◆ Task requirements
Every line of the data that includes "IdentityRepo" should be copied out.

[Collected data]
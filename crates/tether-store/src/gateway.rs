use tether_core::errors::PersistenceError;
use tether_core::events::Event;
use tether_core::ids::{OwnerId, SessionId};
use tether_core::persistence::PersistenceGateway;
use tether_core::protocol::IdentityMaterial;
use tether_core::session::{Session, SessionStatus};

use crate::database::Database;
use crate::events::EventRepo;
use crate::identities::IdentityRepo;
use crate::sessions::SessionRepo;
use crate::vault::Vault;

/// SQLite-backed [`PersistenceGateway`].
pub struct SqliteGateway {
    db: Database,
    sessions: SessionRepo,
    events: EventRepo,
    identities: IdentityRepo,
}

impl SqliteGateway {
    pub fn new(db: Database, vault: Vault) -> Self {
        Self {
            sessions: SessionRepo::new(db.clone()),
            events: EventRepo::new(db.clone()),
            identities: IdentityRepo::new(db.clone(), vault),
            db,
        }
    }

    /// In-memory database with an ephemeral vault key.
    pub fn in_memory() -> Result<Self, PersistenceError> {
        Ok(Self::new(Database::in_memory()?, Vault::ephemeral()))
    }

    pub fn database(&self) -> &Database {
        &self.db
    }
}

impl PersistenceGateway for SqliteGateway {
    fn insert_session(&self, session: &Session) -> Result<(), PersistenceError> {
        Ok(self.sessions.insert(session)?)
    }

    fn save_session(&self, session: &Session) -> Result<(), PersistenceError> {
        Ok(self.sessions.save(session)?)
    }

    fn load_session(&self, id: &SessionId) -> Result<Option<Session>, PersistenceError> {
        Ok(self.sessions.get(id)?)
    }

    fn list_active_sessions(&self, owner: &OwnerId) -> Result<Vec<Session>, PersistenceError> {
        Ok(self.sessions.list_by_owner(owner, true)?)
    }

    fn list_sessions(&self, owner: &OwnerId) -> Result<Vec<Session>, PersistenceError> {
        Ok(self.sessions.list_by_owner(owner, false)?)
    }

    fn list_sessions_by_status(&self, status: SessionStatus) -> Result<Vec<Session>, PersistenceError> {
        Ok(self.sessions.list_by_status(status)?)
    }

    fn append_event(&self, event: Event) -> Result<Event, PersistenceError> {
        Ok(self.events.append(event)?)
    }

    fn list_events(
        &self,
        session_id: &SessionId,
        after_sequence: Option<i64>,
        limit: u32,
    ) -> Result<Vec<Event>, PersistenceError> {
        Ok(self.events.list(session_id, after_sequence, limit)?)
    }

    fn load_identity_material(
        &self,
        session_id: &SessionId,
    ) -> Result<Option<IdentityMaterial>, PersistenceError> {
        Ok(self.identities.load(session_id)?)
    }

    fn save_identity_material(
        &self,
        session_id: &SessionId,
        material: &IdentityMaterial,
    ) -> Result<(), PersistenceError> {
        Ok(self.identities.save(session_id, material)?)
    }

    fn delete_identity_material(&self, session_id: &SessionId) -> Result<(), PersistenceError> {
        Ok(self.identities.delete(session_id)?)
    }

    fn ping(&self) -> Result<(), PersistenceError> {
        Ok(self.db.ping()?)
    }
}

#[cfg(test)]
mod tests {
    use super::*;
    use chrono::Utc;
    use tether_core::events::EventPayload;

    #[test]
    fn duplicate_name_maps_to_conflict() {
        let gw = SqliteGateway::in_memory().unwrap();
        let owner = OwnerId::from_raw("1");
        gw.insert_session(&Session::new(owner.clone(), "phone-A", Utc::now())).unwrap();
        let err = gw
            .insert_session(&Session::new(owner, "phone-A", Utc::now()))
            .unwrap_err();
        assert!(matches!(err, PersistenceError::Conflict(_)));
    }

    #[test]
    fn corrupt_identity_maps_to_corrupt() {
        let gw = SqliteGateway::in_memory().unwrap();
        let session = Session::new(OwnerId::from_raw("1"), "phone-A", Utc::now());
        gw.insert_session(&session).unwrap();
        gw.save_identity_material(&session.id, &IdentityMaterial::new(vec![7; 16]))
            .unwrap();
        gw.database()
            .with_conn(|conn| {
                conn.execute("UPDATE identity_material SET sealed = 'AAAAAAAAAAAAAAAAAAAAAAAA'", [])?;
                Ok(())
            })
            .unwrap();

        assert!(matches!(
            gw.load_identity_material(&session.id),
            Err(PersistenceError::Corrupt(_))
        ));
    }

    #[test]
    fn events_flow_through() {
        let gw = SqliteGateway::in_memory().unwrap();
        let session = Session::new(OwnerId::from_raw("1"), "phone-A", Utc::now());
        gw.insert_session(&session).unwrap();
        let stored = gw
            .append_event(Event::for_session(&session, EventPayload::Restored {}, Utc::now()))
            .unwrap();
        assert_eq!(stored.sequence, 1);
        assert_eq!(gw.list_events(&session.id, None, 50).unwrap().len(), 1);
        gw.ping().unwrap();
    }

    #[test]
    fn save_unknown_session_is_not_found() {
        let gw = SqliteGateway::in_memory().unwrap();
        let session = Session::new(OwnerId::from_raw("1"), "ghost", Utc::now());
        assert!(matches!(gw.save_session(&session), Err(PersistenceError::NotFound(_))));
    }
}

◆ Answer
use crate::identities::IdentityRepo;
    identities: IdentityRepo,
            identities: IdentityRepo::new(db.clone(), vault),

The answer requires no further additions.